That morning, after the march, Ben had been standing in the trench, still tasting the taint of rum and bile at the back of his throat and then the whistle blast and he was over and running. They were together at least. And they went over together that morning, Ben and Douglas, and Chimer and David. Best friends who had taken their shilling together at the Duke of York's on the King's Road, had done their square bashing at Aldershot, running and drilling. Again, it was the noise that shocked him once he was over. The artillery had stopped, so there was no more thunder, just screeching and whistles and thuds and screaming. The Germans had hurried up from deep beneath their ordered trenches and set up their machine guns. Ben had looked to his right as he was trying to run and he could see them going down ten at a time, more. And he couldn't move fast, they had said to run, and Captain Traven was blowing his whistle, but Ben had mud coming over the tops of his boots and he didn't know about the rest, but he had trouble seeing out, had tears coming down his face. Crying, just the nerves, the body doing strange unconscious things. So he had moved with his own lot right on the eastern edge of the push, and everyone was going down, so Ben dived too and his lot followed. They always followed him.

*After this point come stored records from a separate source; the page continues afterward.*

// Copyright (c) 2025 Soumyadip Sarkar.
// All rights reserved.
//
// This source code is licensed under the license found in the
// LICENSE file in the root directory of this source tree.

//! Currency conversion and exchange-rate resolution.
//!
//! USD is the pivot: every amount goes to USD first and only then to its
//! target. Nothing in here does I/O; rate catalogs and favorites come from
//! whoever implements [`RateSource`] and [`FavoritesStore`].

pub mod aggregate;
pub mod convert;
pub mod currency;
pub mod error;
pub mod favorites;
pub mod guard;
pub mod money;
pub mod rates;
pub mod resolver;

use chrono::NaiveDate;

pub use aggregate::{Aggregate, aggregate, aggregate_by};
pub use convert::{DisplayMode, convert, display_rate, from_usd, round_cents, to_usd};
pub use currency::{CurrencyCode, CurrencyKind, QuotationConvention};
pub use error::{FxError, FxResult};
pub use favorites::{FavoriteMark, FavoritesStore, FavoritesView, ReorderState};
pub use guard::{CustomRate, GuardOutcome, GuardPolicy, InversionGuard, accept_custom_rate};
pub use money::{Money, MoneyRecord, RecordKind};
pub use rates::{ExchangeRate, RateCatalog, RateChoice, RateTag, RateType, parse_custom_rate};
pub use resolver::{RateOption, Resolution, resolve_rate};

/// Where catalog snapshots come from.
pub trait RateSource {
    /// Rates for `currency` effective on or before `as_of` (latest when `None`),
    /// at most one per rate type, in the source's preferred order.
    fn rates_for_currency(
        &self,
        currency: &CurrencyCode,
        as_of: Option<NaiveDate>,
    ) -> anyhow::Result<Vec<ExchangeRate>>;

    fn catalog(&self, currency: &CurrencyCode, as_of: Option<NaiveDate>) -> anyhow::Result<RateCatalog> {
        Ok(RateCatalog::new(
            currency.clone(),
            self.rates_for_currency(currency, as_of)?,
        ))
    }
}
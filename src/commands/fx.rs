// Copyright (c) 2025 Soumyadip Sarkar.
// All rights reserved.
//
// This source code is licensed under the license found in the
// LICENSE file in the root directory of this source tree.

use super::{print_guard, rate_from_args};
use crate::fx::resolver::resolve_choice;
use crate::fx::{
    CurrencyCode, DisplayMode, Money, RateChoice, RateType, convert, display_rate, from_usd, to_usd,
};
use crate::utils::{Settings, load_catalog, parse_currency, parse_date, parse_decimal};
use anyhow::Result;
use rusqlite::Connection;
use rust_decimal::Decimal;

pub fn handle(conn: &Connection, m: &clap::ArgMatches) -> Result<()> {
    match m.subcommand() {
        Some(("to-usd", sub)) => to_usd_cmd(conn, sub)?,
        Some(("from-usd", sub)) => from_usd_cmd(conn, sub)?,
        Some(("convert", sub)) => convert_cmd(conn, sub)?,
        Some(("display-rate", sub)) => display_rate_cmd(conn, sub)?,
        _ => {}
    }
    Ok(())
}

fn unconvertible(currency: &CurrencyCode) {
    eprintln!("warning: no usable rate for {}; result is 0", currency);
}

fn to_usd_cmd(conn: &Connection, sub: &clap::ArgMatches) -> Result<()> {
    let settings = Settings::load(conn)?;
    let amount = parse_decimal(sub.get_one::<String>("amount").unwrap())?;
    let currency = parse_currency(sub.get_one::<String>("currency").unwrap())?;
    let picked = rate_from_args(conn, &settings, &currency, sub)?;
    if let Some(g) = &picked.guard {
        print_guard(g);
    }
    let usd = to_usd(amount, &currency, picked.rate);
    println!("{} -> {}", Money::new(amount, currency), Money::usd(usd));
    Ok(())
}

fn from_usd_cmd(conn: &Connection, sub: &clap::ArgMatches) -> Result<()> {
    let settings = Settings::load(conn)?;
    let amount = parse_decimal(sub.get_one::<String>("amount").unwrap())?;
    let currency = parse_currency(sub.get_one::<String>("currency").unwrap())?;
    let picked = rate_from_args(conn, &settings, &currency, sub)?;
    if let Some(g) = &picked.guard {
        print_guard(g);
    }
    let out = from_usd(amount, &currency, picked.rate);
    println!("{} -> {}", Money::usd(amount), Money::new(out, currency));
    Ok(())
}

fn convert_cmd(conn: &Connection, sub: &clap::ArgMatches) -> Result<()> {
    let settings = Settings::load(conn)?;
    let amount = parse_decimal(sub.get_one::<String>("amount").unwrap())?;
    let from = parse_currency(sub.get_one::<String>("from").unwrap())?;
    let to = parse_currency(sub.get_one::<String>("to").unwrap())?;
    let as_of = match sub.get_one::<String>("date") {
        Some(d) => Some(parse_date(d)?),
        None => None,
    };
    let pick = |ccy: &CurrencyCode, key: &str| -> Result<Option<Decimal>> {
        let choice = match sub.get_one::<String>(key) {
            Some(t) => Some(RateChoice::Catalog(t.parse::<RateType>()?)),
            None => None,
        };
        let catalog = load_catalog(conn, &settings.user, ccy, as_of)?;
        Ok(resolve_choice(ccy, &catalog, choice.as_ref(), true))
    };
    let from_rate = pick(&from, "from-type")?;
    let to_rate = pick(&to, "to-type")?;
    if from != to {
        for (ccy, r) in [(&from, from_rate), (&to, to_rate)] {
            if r.is_none() && !ccy.is_usd() {
                unconvertible(ccy);
            }
        }
    }
    let res = convert(amount, &from, from_rate, &to, to_rate);
    println!("{} -> {}", Money::new(amount, from), Money::new(res, to));
    Ok(())
}

fn display_rate_cmd(conn: &Connection, sub: &clap::ArgMatches) -> Result<()> {
    let settings = Settings::load(conn)?;
    let currency = parse_currency(sub.get_one::<String>("currency").unwrap())?;
    let mode: DisplayMode = sub
        .get_one::<String>("mode")
        .unwrap()
        .parse()
        .map_err(anyhow::Error::msg)?;
    let choice = match sub.get_one::<String>("type") {
        Some(t) => Some(RateChoice::Catalog(t.parse::<RateType>()?)),
        None => None,
    };
    let catalog = load_catalog(conn, &settings.user, &currency, None)?;
    let rate = resolve_choice(&currency, &catalog, choice.as_ref(), true);
    let shown = display_rate(rate, &currency, mode);
    let unit = match mode {
        DisplayMode::ForeignToUsd if !currency.is_crypto() => format!("USD/{}", currency),
        _ => currency.quotation_convention().unit_label(currency.as_str()),
    };
    println!("{} {}", shown.round_dp(8).normalize(), unit);
    Ok(())
}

His friends thought he was lucky. Twice in London Ben had been taken by the police, but they'd all been done five times and more. Of course, thought Ben, his wounds were relatively fortunate, the deep scar on his hand, but that was where a man got lucky wounds, out in the open, the only reason anyone ever volunteered for patrol. Stay in the trench and it was all head shots and shells, but on patrol or out in the open there was the blessed chance that a man could be shot in the leg or arm and packaged home.


Ben had dived into a shell hole. One of theirs, one of ours, Ben didn't know, but twenty feet deep and more. Ten days in a trench and earth on all sides and then up and running and feeling nothing but naked and exposed and in truth, there was comfort to be back down in the mud. First thing he did was to leave his rifle on the edge of the crater, pointing back to their own lines, because he knew he'd have the sense not to stick his head back over until darkness had fallen. By then they'd all have forgotten which way was which.


We're all right, Ben thought; no one knows we're in here. At the bottom there was thick mud, but none of them cared with the sound of what was above. There were bodies at the bottom, Germans from a push two days before. And there too was the body of Captain Traven. Ben's friends were trying to get purchase, using the other rifles to dig in so they wouldn't slip down. No one wanted to slip down into the deep mud with the dead.


Once secure, they looked at one another and found that they were, to a man, untouched, barely a scratch. Nothing wrong with any of them that rum rations couldn't have cured. They were shaking, but they'd been shaking all that morning waiting for the whistle. Ben remembered that Chimer hadn't been able to stop himself. Even when the fire had dwindled to silence, he was muttering, his thin frame shaking, "Fuck, fuck, fuck, fuck. What the fuck are we doing here?"


Ben knew the answer: they had always followed him, from the theater, through the streets, right up to enlistment. He looked away from Chimer, useless to think about what could have been done differently to avoid the present. If they were to blame it on anything, then blame it on the fact that they had ever met. In London, in the theater on Old Street. The boys "acted" from time to time, bribed by their parents, brought on stage as orphans or acolytes. They were pointed to, drew an ahhhh from the mothers in the audience, and were given a little copper afterward to save for the penny candy store.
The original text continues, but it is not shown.